Cos'è la bicicletta elettrica?

Prima di tutto bisogna dare una definizione: la bicicletta elettrica, o come sarebbe più corretto dire la bicicletta a pedalata assistita, è una bici dotata di un piccolo motorino che aiuta il ciclista a spingere sui pedali. Si parla di pedalata assistita proprio perché il motorino entra in azione solo se si pedala, assistendo lo sforzo del conducente. La legge stabilisce anche la potenza massima del motorino (250 W) e la velocità massima che si può raggiungere con il suo aiuto (dopo i 25 km/h il motorino si disattiva).

Come scegliere il modello giusto: motore, batteria e altri fattori

I fattori da valutare per scegliere una bicicletta elettrica sono diversi; innanzi tutto si devono considerare le caratteristiche del motore, che può essere montato sul mozzo anteriore, sul mozzo posteriore o centralmente; quest'ultima soluzione è quella consigliata a chi fa sport o ama andare su terreni sconnessi, perché offre una maggiore resistenza alle vibrazioni. Il motore sul mozzo anteriore viene di solito consigliato a chi usa la bici in città, perché pur essendo a maggior rischio rottura nel caso in cui ci si avventuri su sentieri irregolari, risulta essere più facile da montare e si nasconde meglio. Il motore nel mozzo posteriore è la classica soluzione intermedia, abbastanza comoda e tutto sommato abbastanza resistente.

È importantissimo anche valutare le caratteristiche della batteria, che può essere al piombo o al litio; è meglio optare per la seconda tipologia: sono batterie tecnologicamente più avanzate, hanno una maggiore resa, un ciclo di vita più lungo, si ricaricano più velocemente e sono più amiche dell'ambiente. L'autonomia della batteria varia in base a diversi fattori (peso e stile del ciclista, tipo di terreno, pressione delle gomme, condizioni meteo) e al livello di assistenza scelto (altro aspetto da valutare con attenzione), ma di solito con la modalità ECO si raggiungono i 50/70 km. Chi ha intenzione di fare percorsi lunghi non deve dimenticarsi il caricabatterie, che può essere utilizzato con qualsiasi presa di corrente.

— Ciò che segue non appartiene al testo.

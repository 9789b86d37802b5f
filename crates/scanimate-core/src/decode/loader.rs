//! Content-sniffing decoder producing RGBA rasters.

use std::io::Cursor;
use std::path::Path;

use image::{ImageError, ImageReader};

use super::DecodeError;
use crate::Raster;

/// Read and decode the image file at `path`.
///
/// # Errors
///
/// Returns `DecodeError::Io` if the file cannot be opened or read, and any of
/// the errors of [`decode_raster`] for its content.
pub fn load_raster(path: impl AsRef<Path>) -> Result<Raster, DecodeError> {
    let bytes = std::fs::read(path.as_ref())?;
    decode_raster(&bytes)
}

/// Decode an in-memory image to an RGBA raster.
///
/// The format is guessed from the leading magic bytes. Any color type the
/// decoder produces is converted to RGBA8.
///
/// # Errors
///
/// Returns `DecodeError::InvalidFormat` if the bytes are not a recognized
/// format, `DecodeError::CorruptedFile` if decoding fails part way, and
/// `DecodeError::EmptyImage` for a zero-sized image.
pub fn decode_raster(bytes: &[u8]) -> Result<Raster, DecodeError> {
    let reader = ImageReader::new(Cursor::new(bytes)).with_guessed_format()?;

    if reader.format().is_none() {
        return Err(DecodeError::InvalidFormat);
    }

    let img = reader.decode().map_err(|e| match e {
        ImageError::Unsupported(_) => DecodeError::InvalidFormat,
        other => DecodeError::CorruptedFile(other.to_string()),
    })?;

    let rgba = img.into_rgba8();
    let (width, height) = rgba.dimensions();
    if width == 0 || height == 0 {
        return Err(DecodeError::EmptyImage { width, height });
    }

    Ok(Raster::from_rgba_image(rgba))
}
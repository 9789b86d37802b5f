//! Composite construction by cyclic bar assignment.

use super::SourceSet;
use crate::raster::SENTINEL;
use crate::Raster;

/// Build the interleaved composite of a validated source set.
///
/// The canvas starts filled with [`SENTINEL`]. Bar `b` covers columns
/// `[b * bar_width, (b + 1) * bar_width)` over every row and is copied from
/// source image `b mod image_count` at the same columns, so there is no
/// horizontal shift between source and destination.
pub fn build_composite(set: &SourceSet) -> Raster {
    let layout = set.layout();
    let mut canvas = Raster::filled(layout.width, layout.height, SENTINEL);

    let mut covered = 0u32;
    for bar in 0..layout.bar_count {
        let src = &set.images()[layout.source_for_bar(bar)];
        covered += canvas.copy_columns_from(src, layout.bar_x(bar), layout.bar_width);
    }

    debug_assert_eq!(
        covered, layout.width,
        "composite left {} sentinel columns",
        layout.width - covered
    );
    canvas
}


// ============================================================================
// Property-Based Tests
// ============================================================================
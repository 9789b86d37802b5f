use std::path::{Path, PathBuf};
use std::process::Command;

fn scratch_dir(name: &str) -> PathBuf {
    let dir = PathBuf::from(env!("CARGO_TARGET_TMPDIR")).join(name);
    let _ = std::fs::remove_dir_all(&dir);
    std::fs::create_dir_all(&dir).unwrap();
    dir
}

fn write_solid_png(path: &Path, width: u32, height: u32, rgba: [u8; 4]) {
    image::RgbaImage::from_pixel(width, height, image::Rgba(rgba))
        .save_with_format(path, image::ImageFormat::Png)
        .unwrap();
}

fn scanimate() -> Command {
    Command::new(env!("CARGO_BIN_EXE_scanimate"))
}

#[test]
fn cli_writes_composite_and_mask() {
    let dir = scratch_dir("cli_writes");
    let a = dir.join("a.png");
    let b = dir.join("b.png");
    write_solid_png(&a, 100, 50, [255, 0, 0, 255]);
    write_solid_png(&b, 100, 50, [0, 0, 255, 255]);

    let status = scanimate()
        .args(["--bar-width", "10", "--out"])
        .arg(&dir)
        .arg(&a)
        .arg(&b)
        .status()
        .unwrap();

    assert!(status.success());

    let composite = image::open(dir.join("output.png")).unwrap().into_rgba8();
    assert_eq!(composite.dimensions(), (100, 50));
    assert_eq!(composite.get_pixel(0, 0).0, [255, 0, 0, 255]);
    assert_eq!(composite.get_pixel(10, 0).0, [0, 0, 255, 255]);

    let mask = image::open(dir.join("mask.png")).unwrap().into_rgba8();
    assert_eq!(mask.dimensions(), (100, 50));
}

#[test]
fn cli_fails_on_bar_width_mismatch() {
    let dir = scratch_dir("cli_mismatch");
    let a = dir.join("a.png");
    let b = dir.join("b.png");
    write_solid_png(&a, 100, 50, [255, 0, 0, 255]);
    write_solid_png(&b, 100, 50, [0, 0, 255, 255]);

    let output = scanimate()
        .args(["-w", "7", "-o"])
        .arg(&dir)
        .arg(&a)
        .arg(&b)
        .output()
        .unwrap();

    assert!(!output.status.success());
    let stderr = String::from_utf8_lossy(&output.stderr);
    assert!(stderr.contains("must be a divider"), "{stderr}");
    assert!(!dir.join("output.png").exists());
    assert!(!dir.join("mask.png").exists());
}

#[test]
fn cli_rejects_single_image() {
    let dir = scratch_dir("cli_single");
    let a = dir.join("a.png");
    write_solid_png(&a, 20, 20, [0, 255, 0, 255]);

    let status = scanimate()
        .args(["-w", "10", "-o"])
        .arg(&dir)
        .arg(&a)
        .status()
        .unwrap();

    assert!(!status.success());
    assert!(!dir.join("output.png").exists());
}
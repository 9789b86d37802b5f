//! Scanimate Core - barrier-grid composite generation
//!
//! This crate interleaves vertical bars from N equal-size images into one
//! composite and builds the striped mask that, slid across a print of the
//! composite, reveals each image in turn (scanimation).
//!
//! # Pipeline
//!
//! - [`decode`] - load inputs as RGBA rasters
//! - [`composite`] - validate the source set and interleave bars
//! - [`mask`] - build the black/white slit mask
//! - [`encode`] - PNG encoding and safe file output
//! - [`generate()`] - the whole run, from input paths to `output.png` and `mask.png`

pub mod composite;
pub mod decode;
pub mod encode;
pub mod error;
pub mod generate;
pub mod mask;
pub mod raster;

pub use composite::{build_composite, BarLayout, SourceSet};
pub use decode::{decode_raster, load_raster, DecodeError};
pub use encode::{encode_png, write_png, EncodeError, WriteError};
pub use error::{GenerateError, GenerateResult};
pub use generate::{
    compose, decode_source_set, generate, generate_with, load_source_set, BarrierGrid,
    GenerateOptions, GeneratedFiles, DEFAULT_COMPOSITE_NAME, DEFAULT_MASK_NAME,
};
pub use mask::{build_mask, SlitRule};
pub use raster::{Raster, Rgba};
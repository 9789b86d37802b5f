//! Raster decode and PNG encode bindings.
//!
//! # Example
//!
//! ```typescript
//! import { decode_image, encode_png } from '@scanimate/wasm';
//!
//! const raster = decode_image(new Uint8Array(await file.arrayBuffer()));
//! const png = encode_png(raster);
//! ```

use crate::types::JsRaster;
use scanimate_core::{decode, encode};
use wasm_bindgen::prelude::*;

/// Decode PNG or JPEG bytes into an RGBA raster.
///
/// The format is detected from the content.
///
/// # Errors
///
/// Returns an error if the bytes are not a supported image or are corrupted.
#[wasm_bindgen]
pub fn decode_image(bytes: &[u8]) -> Result<JsRaster, JsValue> {
    decode::decode_raster(bytes)
        .map(JsRaster::from_raster)
        .map_err(|e| JsValue::from_str(&e.to_string()))
}

/// Encode a raster to PNG bytes.
///
/// # Errors
///
/// Returns an error if the raster has a zero dimension or its pixel buffer
/// does not match width * height * 4.
#[wasm_bindgen]
pub fn encode_png(raster: &JsRaster) -> Result<Vec<u8>, JsValue> {
    encode::encode_png(&raster.to_raster()).map_err(|e| JsValue::from_str(&e.to_string()))
}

Si può scegliere tra modelli con sensori a cadenza di pedalata (il motore si avvia dopo che il ciclista ha iniziato a pedalare) o con sensori di sforzo (il motore si avvia al primo impulso esercitato dal piede sul pedale). Non va trascurato poi il telaio, che in pratica definisce la destinazione d'uso del mezzo: ci sono bici elettriche da strada, le city bike e le mountain bike, e i modelli tra cui poter scegliere sono davvero tanti. Si possono prendere in considerazione anche i modelli piegabili, perfetti per i pendolari.